Adirondack Council Celebrates the 125th Birthday Of the Adirondack Park
By Kyle Plaske
Adirondack Council Clarence Petty Intern - Albany Office
This year marks the 125th anniversary of the Adirondack Park! On May 20, 1892, the New York State Legislature and Governor Roswell P. Flower created the Adirondack Park Enabling Act which essentially created the Park’s Blue Line boundary.
Sadly, after the Europeans arrived, a short history of the Adirondack region is a story of natural resource exploitation. But these events compelled forward-thinking conservationists to work to protect those resources and led to the Adirondack Park we know and love today. A place with breathtaking landscapes, rare ecosystems, pure waters, magnificent and adorable wildlife, expansive Wilderness areas, and unique communities.
Come along as I tell the story of our Adirondack Park to celebrate its 125th Birthday!
The first users of the Adirondack landscape were two Native American tribes, the Mohawks and the Algonquins. However, it is up for debate whether either tribe actually settled in the Adirondack mountains due to their harsh climate and rugged landscape. Nevertheless, the tribes did use the lands for hunting and fishing, and as a thoroughfare to other areas of the state. In fact, it has been said that the word "Adirondack" means “Barkeater” or "those who eat trees" in the language of the Mohawks. It is assumed by many to be a pejorative term used to describe the Algonquins that settled to the North.
Beginning in the early 1600s, European explorers struggled for control over the region’s waterways, valuable fur trade and plentiful timber. This also marked the beginning of nearly three centuries of relentless deforestation in the Adirondacks. Great white pines along the region’s lakeshores were taken for shipbuilding, and other softwoods were cut to construct major French and British forts. While the Europeans fought over the region’s water routes – essential for navigation and commerce – the Adirondack wilderness was generally viewed as a wasteland. Its winters were long and cold, and its rough mountainous terrain rendered travel difficult.
At the end of the Revolutionary War, soon after reclaiming all the lands once held in the hands of the British Crown, the state began auctioning off tracts of Adirondack forestland for next to nothing per acre. The state also established “military tracts,” which it offered up as bounty lands to soldiers who fought in the Revolution. But because of the remoteness of the Adirondacks – and likely because of the day’s attitudes toward wilderness, in general – few people took up the offer. Until the early 1800s, the Adirondacks remained little explored and largely uninhabited.
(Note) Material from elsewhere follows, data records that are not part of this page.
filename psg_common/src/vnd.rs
use std::{
    fmt::Display,
    iter::Sum,
    ops::{Add, Mul, Neg, Sub, SubAssign},
};

use serde::{Deserialize, Serialize};
use sqlx::Type;
use thiserror::Error;

use crate::op;

pub const VND_CURRENCY_CODE: &str = "VND";
pub const VND_CURRENCY_CODE_LOWER: &str = "vnd";

/// The multiplier VNPay applies to amounts on the wire. The đồng has no minor unit, so the gateway
/// transmits `amount * 100` and every inbound amount must divide cleanly by it.
const GATEWAY_SCALE: i64 = 100;

//--------------------------------------        Vnd        -----------------------------------------------------------
/// An amount of Vietnamese đồng. The đồng has no decimal subdivision, so this is a whole number of
/// đồng. Conversion to and from the gateway's scaled wire representation goes through
/// [`Vnd::to_gateway_amount`] and [`Vnd::from_gateway_amount`] only.
#[derive(Debug, Clone, Copy, Default, Type, Ord, PartialOrd, Serialize, Deserialize)]
#[sqlx(transparent)]
pub struct Vnd(i64);

op!(binary Vnd, Add, add);
op!(binary Vnd, Sub, sub);
op!(inplace Vnd, SubAssign, sub_assign);
op!(unary Vnd, Neg, neg);

impl Mul<i64> for Vnd {
    type Output = Self;

    fn mul(self, rhs: i64) -> Self::Output {
        Self::from(self.value() * rhs)
    }
}

impl Sum for Vnd {
    fn sum<I: Iterator<Item = Self>>(iter: I) -> Self {
        iter.fold(Self::default(), Add::add)
    }
}

#[derive(Debug, Clone, Error)]
#[error("Value cannot be represented in đồng: {0}")]
pub struct VndConversionError(String);

impl From<i64> for Vnd {
    fn from(value: i64) -> Self {
        Self(value)
    }
}

impl PartialEq for Vnd {
    fn eq(&self, other: &Self) -> bool {
        self.0 == other.0
    }
}

impl Eq for Vnd {}

impl Display for Vnd {
    fn fmt(&self, f: &mut std::fmt::Formatter<'_>) -> std::fmt::Result {
        write!(f, "{}₫", self.0)
    }
}

impl Vnd {
    pub fn value(&self) -> i64 {
        self.0
    }

    /// `None` if the product does not fit in an `i64` amount of đồng.
    pub fn checked_mul(self, rhs: i64) -> Option<Self> {
        self.0.checked_mul(rhs).map(Self)
    }

    /// `None` if the sum does not fit in an `i64` amount of đồng.
    pub fn checked_add(self, rhs: Self) -> Option<Self> {
        self.0.checked_add(rhs.0).map(Self)
    }

    pub fn saturating_mul(self, rhs: i64) -> Self {
        Self(self.0.saturating_mul(rhs))
    }

    pub fn saturating_add(self, rhs: Self) -> Self {
        Self(self.0.saturating_add(rhs.0))
    }

    /// The amount as VNPay expects it in `vnp_Amount`: scaled by 100.
    pub fn to_gateway_amount(&self) -> i64 {
        self.0 * GATEWAY_SCALE
    }

    /// Converts a `vnp_Amount` value back into đồng. Amounts that are not a clean multiple of the
    /// gateway scale were not produced by [`Vnd::to_gateway_amount`] and are rejected.
    pub fn from_gateway_amount(amount: i64) -> Result<Self, VndConversionError> {
        if amount % GATEWAY_SCALE != 0 {
            return Err(VndConversionError(format!(
                "{amount} is not a multiple of the gateway scale ({GATEWAY_SCALE})"
            )));
        }
        Ok(Self(amount / GATEWAY_SCALE))
    }
}

#[cfg(test)]
mod test {
    use super::*;

    #[test]
    fn arithmetic() {
        let a = Vnd::from(500_000);
        let b = Vnd::from(300_000);
        assert_eq!(a + b, Vnd::from(800_000));
        assert_eq!(a - b, Vnd::from(200_000));
        assert_eq!(b * 2, Vnd::from(600_000));
        let total: Vnd = [a, b * 2].into_iter().sum();
        assert_eq!(total, Vnd::from(1_100_000));
    }

    #[test]
    fn checked_arithmetic_flags_overflow() {
        let huge = Vnd::from(i64::MAX / 2);
        assert!(huge.checked_mul(3).is_none());
        assert!(huge.checked_add(huge).is_some());
        assert!(Vnd::from(i64::MAX).checked_add(Vnd::from(1)).is_none());
        assert_eq!(huge.saturating_mul(3), Vnd::from(i64::MAX));
        assert_eq!(Vnd::from(1000).checked_mul(2), Some(Vnd::from(2000)));
    }

    #[test]
    fn gateway_scaling_round_trips() {
        let amount = Vnd::from(1_100_000);
        assert_eq!(amount.to_gateway_amount(), 110_000_000);
        assert_eq!(Vnd::from_gateway_amount(110_000_000).unwrap(), amount);
    }

    #[test]
    fn gateway_scaling_rejects_fractional_dong() {
        assert!(Vnd::from_gateway_amount(110_000_050).is_err());
    }

    #[test]
    fn display() {
        assert_eq!(Vnd::from(1_100_000).to_string(), "1100000₫");
    }
}
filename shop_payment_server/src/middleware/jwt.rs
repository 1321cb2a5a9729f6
//! JWT verification middleware.
//!
//! Wraps a scope and checks every incoming request for a `Bearer` access token in the
//! `Authorization` header. If the token verifies, the claims are stored in the request extensions
//! for the ACL middleware and the handlers to read. Otherwise a 401 Unauthorized response is
//! returned before the request reaches any handler.

use std::{pin::Pin, rc::Rc};

use actix_web::{
    dev::{forward_ready, Service, ServiceRequest, ServiceResponse, Transform},
    Error,
    HttpMessage,
};
use futures::{
    future::{ok, Ready},
    Future,
};

use crate::{auth::validate_token, config::AuthConfig, errors::AuthError, errors::ServerError};

pub struct JwtMiddlewareFactory {
    auth_config: AuthConfig,
}

impl JwtMiddlewareFactory {
    pub fn new(auth_config: AuthConfig) -> Self {
        JwtMiddlewareFactory { auth_config }
    }
}

impl<S, B> Transform<S, ServiceRequest> for JwtMiddlewareFactory
where
    S: Service<ServiceRequest, Response = ServiceResponse<B>, Error = Error> + 'static,
    S::Future: 'static,
    B: 'static,
{
    type Response = ServiceResponse<B>;
    type Error = Error;
    type Transform = JwtMiddlewareService<S>;
    type InitError = ();
    type Future = Ready<Result<Self::Transform, Self::InitError>>;

    fn new_transform(&self, service: S) -> Self::Future {
        ok(JwtMiddlewareService { auth_config: self.auth_config.clone(), service: Rc::new(service) })
    }
}

pub struct JwtMiddlewareService<S> {
    auth_config: AuthConfig,
    service: Rc<S>,
}

impl<S, B> Service<ServiceRequest> for JwtMiddlewareService<S>
where
    S: Service<ServiceRequest, Response = ServiceResponse<B>, Error = Error> + 'static,
    S::Future: 'static,
    B: 'static,
{
    type Response = ServiceResponse<B>;
    type Error = Error;
    type Future = Pin<Box<dyn Future<Output = Result<Self::Response, Self::Error>>>>;

    forward_ready!(service);

    fn call(&self, req: ServiceRequest) -> Self::Future {
        let service = Rc::clone(&self.service);
        let auth_config = self.auth_config.clone();
        Box::pin(async move {
            let token = req
                .headers()
                .get("Authorization")
                .and_then(|v| v.to_str().ok())
                .and_then(|v| v.strip_prefix("Bearer "))
                .map(str::trim)
                .filter(|t| !t.is_empty());
            let token = match token {
                Some(t) => t,
                None => return Err(ServerError::AuthenticationError(AuthError::MissingToken).into()),
            };
            match validate_token(token, &auth_config) {
                Ok(claims) => {
                    req.extensions_mut().insert(claims);
                    service.call(req).await
                },
                Err(e) => {
                    log::debug!("💻️ Rejecting request with invalid access token. {e}");
                    Err(ServerError::AuthenticationError(e).into())
                },
            }
        })
    }
}
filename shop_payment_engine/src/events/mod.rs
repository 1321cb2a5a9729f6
mod channel;
mod event_types;
mod hooks;

pub use channel::{EventHandler, EventProducer, Handler};
pub use event_types::*;
pub use hooks::{EventHandlers, EventHooks, EventProducers};
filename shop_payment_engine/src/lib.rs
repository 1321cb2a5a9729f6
//! PC Shop Payment Engine
//!
//! The payment engine holds the core logic for recording orders and reconciling their payment
//! outcome. It is storage-agnostic: backends implement the traits in [`mod@traits`] (SQLite is the
//! bundled implementation) and the public API in [`mod@api`] drives the flows on top of them.
//!
//! The two halves of the public API are:
//! 1. [`OrderApi`] — the storefront façade: create orders with server-side price recomputation,
//!    build VNPay payment intents, run the admin status transitions and the read-only projections.
//! 2. [`ReconcilerApi`] — the reconciliation state machine. Both gateway notification channels (the
//!    browser Return and the server-to-server IPN) funnel into a single verify → lookup → compare →
//!    compare-and-swap pipeline so that an order's terminal payment state is decided exactly once,
//!    no matter how often or in which order the notifications arrive.
//!
//! The engine also emits an [`events::OrderPaidEvent`] whenever an order transitions to `Paid`, so
//! that fulfilment or notification jobs can hook in without touching the payment flow itself.
mod api;

pub mod db_types;
pub mod events;
pub mod helpers;
pub mod order_objects;
#[cfg(feature = "sqlite")]
pub mod test_utils;
pub mod traits;
pub mod vnpay;

#[cfg(feature = "sqlite")]
mod sqlite;

pub use api::{
    errors::{OrderApiError, ReconcileError},
    order_api::OrderApi,
    reconciler_api::{ReconcileSuccess, ReconcilerApi, RESPONSE_CODE_SUCCESS},
};
#[cfg(feature = "sqlite")]
pub use sqlite::SqliteDatabase;
/// Implements the standard arithmetic traits for a single-field tuple struct.
#[macro_export]
macro_rules! op {
    (binary $for_struct:ident, $impl_trait:ident, $impl_fn:ident) => {
        impl $impl_trait for $for_struct {
            type Output = Self;

            fn $impl_fn(self, rhs: Self) -> Self::Output {
                Self(self.0.$impl_fn(rhs.0))
            }
        }
    };

    (inplace $for_struct:ident, $impl_trait:ident, $impl_fn:ident) => {
        impl $impl_trait for $for_struct {
            fn $impl_fn(&mut self, rhs: Self) {
                self.0.$impl_fn(rhs.0)
            }
        }
    };

    (unary $for_struct:ident, $impl_trait:ident, $impl_fn:ident) => {
        impl $impl_trait for $for_struct {
            type Output = Self;

            fn $impl_fn(self) -> Self::Output {
                Self(self.0.$impl_fn())
            }
        }
    };
}
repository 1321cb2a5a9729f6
use serde::{Deserialize, Serialize};

use crate::db_types::Order;

/// Fired exactly once per order, when its status transitions to `Paid`.
#[derive(Debug, Clone, PartialEq, Serialize, Deserialize)]
pub struct OrderPaidEvent {
    pub order: Order,
}

impl OrderPaidEvent {
    pub fn new(order: Order) -> Self {
        Self { order }
    }
}

/// Fired when the gateway reports a failed payment and the order transitions to `PaymentFailed`.
#[derive(Debug, Clone, PartialEq, Serialize, Deserialize)]
pub struct PaymentFailedEvent {
    pub order: Order,
}

impl PaymentFailedEvent {
    pub fn new(order: Order) -> Self {
        Self { order }
    }
}

#[cfg(test)]
mod test {
    use chrono::{TimeZone, Utc};
    use psg_common::Vnd;

    use super::*;
    use crate::db_types::{OrderId, OrderStatusType, PaymentMethod, ShippingInfo, TxnRef};

    fn order() -> Order {
        Order {
            id: 1,
            order_id: OrderId("PSG240601000001".to_string()),
            user_id: "alice".to_string(),
            shipping: ShippingInfo {
                name: "Nguyễn Văn A".to_string(),
                email: "a@example.com".to_string(),
                phone: "0901234567".to_string(),
                province: "Hà Nội".to_string(),
                address: "1 Tràng Tiền".to_string(),
                note: None,
            },
            payment_method: PaymentMethod::BankTransfer,
            total_price: Vnd::from(1_100_000),
            currency: "VND".to_string(),
            txn_ref: Some(TxnRef("240601133000123456".to_string())),
            status: OrderStatusType::Paid,
            created_at: Utc.with_ymd_and_hms(2024, 6, 1, 13, 30, 0).unwrap(),
            updated_at: Utc.with_ymd_and_hms(2024, 6, 1, 13, 35, 0).unwrap(),
        }
    }

    #[test]
    fn events_compare_by_their_order() {
        let ev = OrderPaidEvent::new(order());
        assert_eq!(ev, ev.clone());
        let mut other = order();
        other.status = OrderStatusType::PaymentFailed;
        assert_ne!(ev, OrderPaidEvent::new(other.clone()));
        assert_eq!(PaymentFailedEvent::new(other.clone()), PaymentFailedEvent::new(other));
    }
}
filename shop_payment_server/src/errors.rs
use actix_web::{
    error::ResponseError,
    http::{header::ContentType, StatusCode},
    HttpResponse,
};
use shop_payment_engine::{traits::OrderStoreError, OrderApiError};
use thiserror::Error;

#[derive(Debug, Error)]
pub enum ServerError {
    #[error("Could not initialize server. {0}")]
    InitializeError(String),
    #[error("An error occurred on the backend of the server. {0}")]
    BackendError(String),
    #[error("Could not read request body: {0}")]
    InvalidRequestBody(String),
    #[error("Could not read request path: {0}")]
    InvalidRequestPath(String),
    #[error("An I/O error happened in the server. {0}")]
    IOError(#[from] std::io::Error),
    #[error("Invalid server configuration. {0}")]
    ConfigurationError(String),
    #[error("UnspecifiedError. {0}")]
    Unspecified(String),
    #[error("Authentication Error. {0}")]
    AuthenticationError(#[from] AuthError),
    #[error("Could not serialize access token. {0}")]
    CouldNotSerializeAccessToken(String),
    #[error("The data was not found. {0}")]
    NoRecordFound(String),
    #[error("Cannot perform this order operation. {0}")]
    OrderOperation(String),
}

impl ResponseError for ServerError {
    fn status_code(&self) -> StatusCode {
        match self {
            Self::InvalidRequestBody(_) => StatusCode::BAD_REQUEST,
            Self::InvalidRequestPath(_) => StatusCode::BAD_REQUEST,
            Self::AuthenticationError(e) => match e {
                AuthError::ForbiddenPeer => StatusCode::FORBIDDEN,
                AuthError::InsufficientPermissions(_) => StatusCode::FORBIDDEN,
                AuthError::ValidationError(_) => StatusCode::UNAUTHORIZED,
                AuthError::MissingToken => StatusCode::UNAUTHORIZED,
            },
            Self::InitializeError(_) => StatusCode::INTERNAL_SERVER_ERROR,
            Self::BackendError(_) => StatusCode::INTERNAL_SERVER_ERROR,
            Self::IOError(_) => StatusCode::INTERNAL_SERVER_ERROR,
            Self::ConfigurationError(_) => StatusCode::INTERNAL_SERVER_ERROR,
            Self::Unspecified(_) => StatusCode::INTERNAL_SERVER_ERROR,
            Self::CouldNotSerializeAccessToken(_) => StatusCode::BAD_REQUEST,
            Self::NoRecordFound(_) => StatusCode::NOT_FOUND,
            Self::OrderOperation(_) => StatusCode::BAD_REQUEST,
        }
    }

    fn error_response(&self) -> HttpResponse {
        HttpResponse::build(self.status_code())
            .insert_header(ContentType::json())
            .body(serde_json::json!({ "error": self.to_string() }).to_string())
    }
}

impl From<OrderApiError> for ServerError {
    fn from(e: OrderApiError) -> Self {
        match e {
            OrderApiError::OrderNotFound(_) => ServerError::NoRecordFound(e.to_string()),
            OrderApiError::ProductNotFound(_) => ServerError::InvalidRequestBody(e.to_string()),
            OrderApiError::IllegalTransition { .. } => ServerError::OrderOperation(e.to_string()),
            OrderApiError::StoreError(OrderStoreError::ValidationError(m)) => ServerError::InvalidRequestBody(m),
            OrderApiError::CatalogTimeout(_) | OrderApiError::StoreError(_) => ServerError::BackendError(e.to_string()),
        }
    }
}

#[derive(Debug, Clone, Error)]
pub enum AuthError {
    #[error("This peer is not allowed to access this resource.")]
    ForbiddenPeer,
    #[error("Insufficient Permissions. {0}")]
    InsufficientPermissions(String),
    #[error("Access token is invalid. {0}")]
    ValidationError(String),
    #[error("No access token was provided.")]
    MissingToken,
}
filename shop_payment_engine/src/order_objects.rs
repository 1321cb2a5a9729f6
use std::fmt::Display;

use chrono::{DateTime, Utc};
use serde::{Deserialize, Serialize};

use crate::db_types::{Order, OrderItem, OrderStatusType, PaymentMethod, ShippingInfo};

/// A single unpriced line of an incoming order. The unit price is looked up in the catalog
/// server-side; clients cannot supply prices.
#[derive(Debug, Clone, Serialize, Deserialize)]
pub struct ItemRequest {
    pub product_id: String,
    pub quantity: i64,
}

/// An incoming checkout submission, before pricing.
#[derive(Debug, Clone, Serialize, Deserialize)]
pub struct OrderRequest {
    /// Filled in from the caller's access token on authenticated routes; any client-supplied value
    /// is overwritten.
    #[serde(default)]
    pub user_id: String,
    pub items: Vec<ItemRequest>,
    pub shipping: ShippingInfo,
    pub payment_method: PaymentMethod,
}

/// An order together with its line items, as returned to API clients.
#[derive(Debug, Clone, Serialize, Deserialize)]
pub struct FullOrder {
    #[serde(flatten)]
    pub order: Order,
    pub items: Vec<OrderItem>,
}

#[derive(Debug, Clone, Default, Serialize, Deserialize)]
#[serde(deny_unknown_fields)]
pub struct OrderQueryFilter {
    pub user_id: Option<String>,
    pub payment_method: Option<PaymentMethod>,
    /// One or more statuses, expressed as a comma-separated list so that the filter can live in a
    /// URL query string, e.g. `status=Paid,Fulfilled`.
    #[serde(default, deserialize_with = "status_list", serialize_with = "status_list_ser")]
    pub status: Option<Vec<OrderStatusType>>,
    pub since: Option<DateTime<Utc>>,
    pub until: Option<DateTime<Utc>>,
}

fn status_list<'de, D>(d: D) -> Result<Option<Vec<OrderStatusType>>, D::Error>
where D: serde::Deserializer<'de> {
    let raw: Option<String> = Option::deserialize(d)?;
    match raw {
        None => Ok(None),
        Some(s) => s
            .split(',')
            .map(str::trim)
            .filter(|t| !t.is_empty())
            .map(|t| t.parse().map_err(serde::de::Error::custom))
            .collect::<Result<Vec<_>, _>>()
            .map(Some),
    }
}

fn status_list_ser<S>(v: &Option<Vec<OrderStatusType>>, s: S) -> Result<S::Ok, S::Error>
where S: serde::Serializer {
    match v {
        None => s.serialize_none(),
        Some(statuses) => {
            let joined = statuses.iter().map(ToString::to_string).collect::<Vec<_>>().join(",");
            s.serialize_some(&joined)
        },
    }
}

impl OrderQueryFilter {
    pub fn with_user_id(mut self, user_id: String) -> Self {
        self.user_id = Some(user_id);
        self
    }

    pub fn with_payment_method(mut self, method: PaymentMethod) -> Self {
        self.payment_method = Some(method);
        self
    }

    pub fn with_status(mut self, status: OrderStatusType) -> Self {
        self.status.get_or_insert_with(Vec::new).push(status);
        self
    }

    pub fn since(mut self, since: DateTime<Utc>) -> Self {
        self.since = Some(since);
        self
    }

    pub fn until(mut self, until: DateTime<Utc>) -> Self {
        self.until = Some(until);
        self
    }

    pub fn is_empty(&self) -> bool {
        self.user_id.is_none() &&
            self.payment_method.is_none() &&
            self.status.is_none() &&
            self.since.is_none() &&
            self.until.is_none()
    }
}

impl Display for OrderQueryFilter {
    fn fmt(&self, f: &mut std::fmt::Formatter<'_>) -> std::fmt::Result {
        if self.is_empty() {
            return write!(f, "No filters.");
        }
        if let Some(user_id) = &self.user_id {
            write!(f, "user_id: {user_id}. ")?;
        }
        if let Some(method) = &self.payment_method {
            write!(f, "payment_method: {method}. ")?;
        }
        if let Some(statuses) = &self.status {
            let s = statuses.iter().map(ToString::to_string).collect::<Vec<_>>().join(",");
            write!(f, "status: [{s}]. ")?;
        }
        if let Some(since) = &self.since {
            write!(f, "since: {since}. ")?;
        }
        if let Some(until) = &self.until {
            write!(f, "until: {until}. ")?;
        }
        Ok(())
    }
}
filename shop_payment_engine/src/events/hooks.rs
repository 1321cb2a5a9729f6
use std::{future::Future, pin::Pin, sync::Arc};

use crate::events::{EventHandler, EventProducer, Handler, OrderPaidEvent, PaymentFailedEvent};

#[derive(Default, Clone)]
pub struct EventProducers {
    pub order_paid_producer: Vec<EventProducer<OrderPaidEvent>>,
    pub payment_failed_producer: Vec<EventProducer<PaymentFailedEvent>>,
}

pub struct EventHandlers {
    pub on_order_paid: Option<EventHandler<OrderPaidEvent>>,
    pub on_payment_failed: Option<EventHandler<PaymentFailedEvent>>,
}

impl EventHandlers {
    pub fn new(buffer_size: usize, hooks: EventHooks) -> Self {
        let on_order_paid = hooks.on_order_paid.map(|f| EventHandler::new(buffer_size, f));
        let on_payment_failed = hooks.on_payment_failed.map(|f| EventHandler::new(buffer_size, f));
        Self { on_order_paid, on_payment_failed }
    }

    pub fn producers(&self) -> EventProducers {
        let mut result = EventProducers::default();
        if let Some(handler) = &self.on_order_paid {
            result.order_paid_producer.push(handler.subscribe());
        }
        if let Some(handler) = &self.on_payment_failed {
            result.payment_failed_producer.push(handler.subscribe());
        }
        result
    }

    pub async fn start_handlers(self) {
        if let Some(handler) = self.on_order_paid {
            tokio::spawn(async move {
                handler.start_handler().await;
            });
        }
        if let Some(handler) = self.on_payment_failed {
            tokio::spawn(async move {
                handler.start_handler().await;
            });
        }
    }
}

#[derive(Default, Clone)]
pub struct EventHooks {
    pub on_order_paid: Option<Handler<OrderPaidEvent>>,
    pub on_payment_failed: Option<Handler<PaymentFailedEvent>>,
}

impl EventHooks {
    pub fn on_order_paid<F>(&mut self, f: F) -> &mut Self
    where F: (Fn(OrderPaidEvent) -> Pin<Box<dyn Future<Output = ()> + Send>>) + Send + Sync + 'static {
        self.on_order_paid = Some(Arc::new(f));
        self
    }

    pub fn on_payment_failed<F>(&mut self, f: F) -> &mut Self
    where F: (Fn(PaymentFailedEvent) -> Pin<Box<dyn Future<Output = ()> + Send>>) + Send + Sync + 'static {
        self.on_payment_failed = Some(Arc::new(f));
        self
    }
}
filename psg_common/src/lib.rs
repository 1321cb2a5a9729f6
mod vnd;

pub mod op;
mod secret;

pub use secret::Secret;
pub use vnd::{Vnd, VndConversionError, VND_CURRENCY_CODE, VND_CURRENCY_CODE_LOWER};

/// Parse a boolean flag from a string value, or return the given default value otherwise.
pub fn parse_boolean_flag(value: Option<String>, default: bool) -> bool {
    let value = match value {
        Some(v) => v,
        None => return default,
    };
    match value.trim().to_ascii_lowercase().as_str() {
        "1" | "true" | "yes" | "on" => true,
        "0" | "false" | "no" | "off" => false,
        _ => default,
    }
}
//! Construction of the outbound payment intent: transaction reference and signed redirect URL.
use std::collections::HashMap;

use chrono::{DateTime, FixedOffset, Utc};
use rand::Rng;

use crate::{
    db_types::{Order, TxnRef},
    vnpay::{signing, VnPayConfig},
};

/// VNPay timestamps are expressed in Vietnam local time (UTC+7).
const VIETNAM_UTC_OFFSET_SECS: i32 = 7 * 3600;

/// The result of building a payment intent. `txn_ref` must already be durably attached to the
/// order before `redirect_url` is handed to the buyer.
#[derive(Debug, Clone)]
pub struct PaymentIntent {
    pub redirect_url: String,
    pub txn_ref: TxnRef,
}

/// Generates a transaction reference: a second-resolution timestamp plus a random suffix, unique
/// enough to avoid collision within the gateway's dedup window. Uniqueness across all orders is
/// ultimately enforced by the store's unique constraint.
pub fn new_txn_ref() -> TxnRef {
    let ts = Utc::now().format("%y%m%d%H%M%S");
    let suffix: u32 = rand::thread_rng().gen_range(0..1_000_000);
    TxnRef(format!("{ts}{suffix:06}"))
}

fn format_create_date(now: DateTime<Utc>) -> String {
    let offset = FixedOffset::east_opt(VIETNAM_UTC_OFFSET_SECS).expect("static UTC+7 offset is valid");
    now.with_timezone(&offset).format("%Y%m%d%H%M%S").to_string()
}

/// Builds the signed redirect URL for the given (already persisted) payment-intent order.
///
/// The amount is scaled through [`psg_common::Vnd::to_gateway_amount`]; the same scaling is
/// applied when verifying inbound notifications, so the convention holds uniformly.
pub fn build_redirect_url(config: &VnPayConfig, order: &Order, txn_ref: &TxnRef, client_ip: &str) -> String {
    let mut params = HashMap::new();
    params.insert("vnp_Version".to_string(), config.api_version.clone());
    params.insert("vnp_Command".to_string(), "pay".to_string());
    params.insert("vnp_TmnCode".to_string(), config.tmn_code.clone());
    params.insert("vnp_Amount".to_string(), order.total_price.to_gateway_amount().to_string());
    params.insert("vnp_CurrCode".to_string(), order.currency.clone());
    params.insert("vnp_TxnRef".to_string(), txn_ref.as_str().to_string());
    params.insert("vnp_OrderInfo".to_string(), format!("Thanh toan don hang {}", order.order_id.as_str()));
    params.insert("vnp_OrderType".to_string(), "other".to_string());
    params.insert("vnp_Locale".to_string(), "vn".to_string());
    params.insert("vnp_ReturnUrl".to_string(), config.return_url.clone());
    params.insert("vnp_IpAddr".to_string(), client_ip.to_string());
    params.insert("vnp_CreateDate".to_string(), format_create_date(Utc::now()));
    let hash = signing::sign(&params, config.hash_secret.reveal());
    let query = signing::canonical_payload(&params);
    format!("{}?{}&{}={}", config.payment_url, query, signing::SECURE_HASH_FIELD, hash)
}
By the early 19th century, as the gears of the Industrial Revolution began to turn, wealthy industrialists began to view the Adirondack wilderness as a money making opportunity. Huge swaths of forestland near the region’s eastern fringes were bought up by the timber industry and promptly decimated. And while the timber companies removed only softwoods, the iron industry did not discriminate: they cut down any and all kinds of trees they could find and used the wood to make charcoal used to fire its iron smelting operations.
In the early to mid-1800s, lumbering was difficult and dangerous work. Using crude axes and handsaws, lumbermen worked round-the-clock through the cold winter months, clear cutting entire conifer, spruce, pine, and fir forests. The logs, cut into thirteen-foot lengths, would then be floated down the region’s major rivers to the sawmills during the springtime flood. The lumbermen’s hard work earned the timber industry enormous profits, and by mid-century, New York State was producing one fifth of the nation’s timber.
Unrestrained by regulations, the Adirondack region quickly became a stomping ground for wealthy industrialists hungry for profit. Advances in the paper pulp industry began to exacerbate the region’s widespread deforestation, and the advent of railroads brought even the most remote corners of the Adirondacks within industry’s reach.
Also in the 1830s, wealthy travelers began seeking refuge from New York City’s industrial-driven noise and pollution and started visiting the Adirondacks by rail. These vacationers traveled north, and for the first time, the destruction wrought by deforestation was laid bare to public view.